Renewable Energy Tax Credits Will Power Economic Growth

The clean energy industry is rapidly growing in America. Costs are going down, carbon emissions are being reduced, and new jobs are being created. This is in large part due to smart tax policies that accelerate this growth.


NRDC has just released a new analysis that shows that the federal tax credit extensions for wind and solar will add over 220,000 jobs and nearly $23 billion to the U.S. economy in 2017.


The recent executive action to begin rolling back the Clean Power Plan is a clear threat to this progress. More than 1000 U.S. based investors and companies, representing $1.2 trillion in annual revenue, have signed a statement to President Trump declaring that a “failure to build a low-carbon economy puts American prosperity at risk.” As the fight to defend climate protections proceeds, the upcoming debate around tax reform presents an opportunity to move forward on clean energy while creating jobs and growing our economy.

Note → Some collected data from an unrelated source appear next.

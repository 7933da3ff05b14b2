use super::manager::ComponentManager;
use crate::error::CallbackError;
use std::collections::HashMap;
use std::fmt;
use std::panic::{catch_unwind, AssertUnwindSafe};
use std::sync::Arc;

type InstanceFn = dyn Fn(&ComponentManager) -> anyhow::Result<()> + Send + Sync;
type StaticFn = dyn Fn() -> anyhow::Result<()> + Send + Sync;

/// Callable body of a component method
#[derive(Clone)]
pub enum MethodBody {
    /// Runs against the live instance; field access goes through the manager
    Instance(Arc<InstanceFn>),
    /// Runs without an instance
    Static(Arc<StaticFn>),
}

#[derive(Debug, Clone, Copy, PartialEq, Eq)]
pub enum Visibility {
    Public,
    Private,
}

/// A named method of the component implementation
#[derive(Clone)]
pub struct ComponentMethod {
    name: String,
    visibility: Visibility,
    body: MethodBody,
}

impl fmt::Debug for ComponentMethod {
    fn fmt(&self, f: &mut fmt::Formatter<'_>) -> fmt::Result {
        let kind = match self.body {
            MethodBody::Instance(_) => "instance",
            MethodBody::Static(_) => "static",
        };
        f.debug_struct("ComponentMethod")
            .field("name", &self.name)
            .field("visibility", &self.visibility)
            .field("kind", &kind)
            .finish()
    }
}

impl ComponentMethod {
    pub fn name(&self) -> &str {
        &self.name
    }

    pub fn visibility(&self) -> Visibility {
        self.visibility
    }

    pub fn is_static(&self) -> bool {
        matches!(self.body, MethodBody::Static(_))
    }

    /// Invoke the method.
    ///
    /// A static declaration only resolves to a static method. Errors and
    /// panics raised by the body are reported as `CallbackError::Failed`.
    pub fn invoke(
        &self,
        manager: &ComponentManager,
        declared_static: bool,
    ) -> Result<(), CallbackError> {
        if self.visibility == Visibility::Private {
            return Err(CallbackError::Inaccessible {
                method: self.name.clone(),
            });
        }

        let outcome = match &self.body {
            MethodBody::Static(body) => catch_unwind(AssertUnwindSafe(|| body())),
            MethodBody::Instance(_) if declared_static => {
                return Err(CallbackError::NotFound {
                    method: self.name.clone(),
                })
            }
            MethodBody::Instance(body) => catch_unwind(AssertUnwindSafe(|| body(manager))),
        };

        match outcome {
            Ok(Ok(())) => Ok(()),
            Ok(Err(cause)) => Err(CallbackError::Failed {
                method: self.name.clone(),
                cause,
            }),
            Err(panic) => {
                let message = panic
                    .downcast_ref::<&str>()
                    .map(|s| s.to_string())
                    .or_else(|| panic.downcast_ref::<String>().cloned())
                    .unwrap_or_else(|| "panic".to_string());
                Err(CallbackError::Failed {
                    method: self.name.clone(),
                    cause: anyhow::anyhow!("panicked: {message}"),
                })
            }
        }
    }
}

/// Method table of a component implementation.
///
/// Lifecycle callbacks name methods; they are resolved against this table
/// once, at configure time.
#[derive(Debug, Clone, Default)]
pub struct ComponentType {
    class_name: String,
    methods: HashMap<String, ComponentMethod>,
}

impl ComponentType {
    pub fn new(class_name: impl Into<String>) -> Self {
        Self {
            class_name: class_name.into(),
            methods: HashMap::new(),
        }
    }

    pub fn with_method<F>(self, name: &str, body: F) -> Self
    where
        F: Fn(&ComponentManager) -> anyhow::Result<()> + Send + Sync + 'static,
    {
        self.with(name, Visibility::Public, MethodBody::Instance(Arc::new(body)))
    }

    pub fn with_static_method<F>(self, name: &str, body: F) -> Self
    where
        F: Fn() -> anyhow::Result<()> + Send + Sync + 'static,
    {
        self.with(name, Visibility::Public, MethodBody::Static(Arc::new(body)))
    }

    pub fn with_private_method<F>(self, name: &str, body: F) -> Self
    where
        F: Fn(&ComponentManager) -> anyhow::Result<()> + Send + Sync + 'static,
    {
        self.with(name, Visibility::Private, MethodBody::Instance(Arc::new(body)))
    }

    fn with(mut self, name: &str, visibility: Visibility, body: MethodBody) -> Self {
        self.methods.insert(
            name.to_string(),
            ComponentMethod {
                name: name.to_string(),
                visibility,
                body,
            },
        );
        self
    }

    pub fn class_name(&self) -> &str {
        &self.class_name
    }

    pub fn method(&self, name: &str) -> Option<&ComponentMethod> {
        self.methods.get(name)
    }
}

In December 2015, Congress passed bipartisan legislation to extend the production tax credit (PTC) for wind and the investment tax credit (ITC) for solar, providing important near-term policy certainty for the clean energy industry. These tax credit extensions will spur new wind and solar projects, create new jobs, and provide substantial climate and public health benefits.


Wind and solar installations represented 65 percent of all new electric capacity additions in 2016. The wind industry currently supports nearly 102,000 jobs, and more than 260,000 U.S. workers spend at least half of their time contributing to the booming solar industry, according to a new report by the Department of Energy. Solar industry employment has nearly tripled since 2010, and the Bureau of Labor Statistics recently projected that wind turbine technician would be the fastest growing job in the country through 2024. With tax policy certainty for the next several years, the wind and solar sectors are well-positioned to continue their rapid growth. Multiple studies have concluded that wind and solar capacity is expected to nearly double from 2015 levels by 2021, as a result of rapidly declining costs and continued state and federal policy support.


Our new analysis isolates the impact of the federal tax credits by examining a scenario in which, all else being equal, the tax credits had not been extended. We find that the tax credits alone will prompt the development of nearly 29,000 megawatts of additional new utility-scale wind and solar capacity in 2020, enough to power nearly eight million homes and 23 percent greater capacity than in the No Tax Credits scenario.


Wind and solar growth will also result in new jobs in the clean energy industry, bringing overall net benefits for the economy. The boost in clean energy production fueled by the tax credits will spur more jobs for construction workers, solar installers, wind turbine engineers, and related jobs across the clean energy industry, and will stimulate local economies across the country. In addition to the projected net increase of more than 220,000 jobs across the country in 2017, our analysis shows an average annual employment gain of over 80,000 jobs over the next decade. The tax credits will also add over $20 billion in value to the U.S. economy in 2017 and 2018, and add an average of over $11 billion over the next decade. 


Economic impacts are provided for the entire U.S. and for select states examined in this analysis.
Credit: Map created by Emily Barkdoll, Energy and Transportation Program.

The states examined in our analysis are projected to see significant benefits to their economies as a result of the federal tax credit extensions.


Iowa, already fourth in the country in wind jobs, is likely to see additional job creation driven by the boost in wind growth in the region, and its economy stands to gain more than 3,300 jobs each year in 2017 and 2018. Nevada, home to some of the cheapest solar power in the country, is projected to add more than 1,400 jobs in both 2017 and 2018. Ohio adds more than 10,000 jobs in 2018, and the state’s gross domestic product (GDP) is expected to get a boost of nearly $1.2 billion that year. Pennsylvania is projected to gain nearly 9,300 jobs each year in 2017 and 2018, and its GDP gets a boost of more than $1 billion per year. In Virginia, the state gains about 5,000 jobs per year in 2017 and 2018.


The benefits of a clean energy economy are clear and growing. Tax policy has long played an important role in the energy sector, and any adjustments to the tax code should take into account the significant economic, public health, and climate benefits of clean energy. The tax credit extensions will have the largest impact over the next few years until they phase out, but additional policies to accelerate clean energy deployment beyond 2020 would most likely lead to even stronger, more persistent job gains and economic growth.


The time is ripe to further accelerate our urgently needed transition to a low carbon economy. Going backwards only stifles this economic growth, new job opportunities, and our ability to protect Americans from the dangers of climate change. Federal and state policymakers should seize the tremendous economic development opportunity that clean energy represents.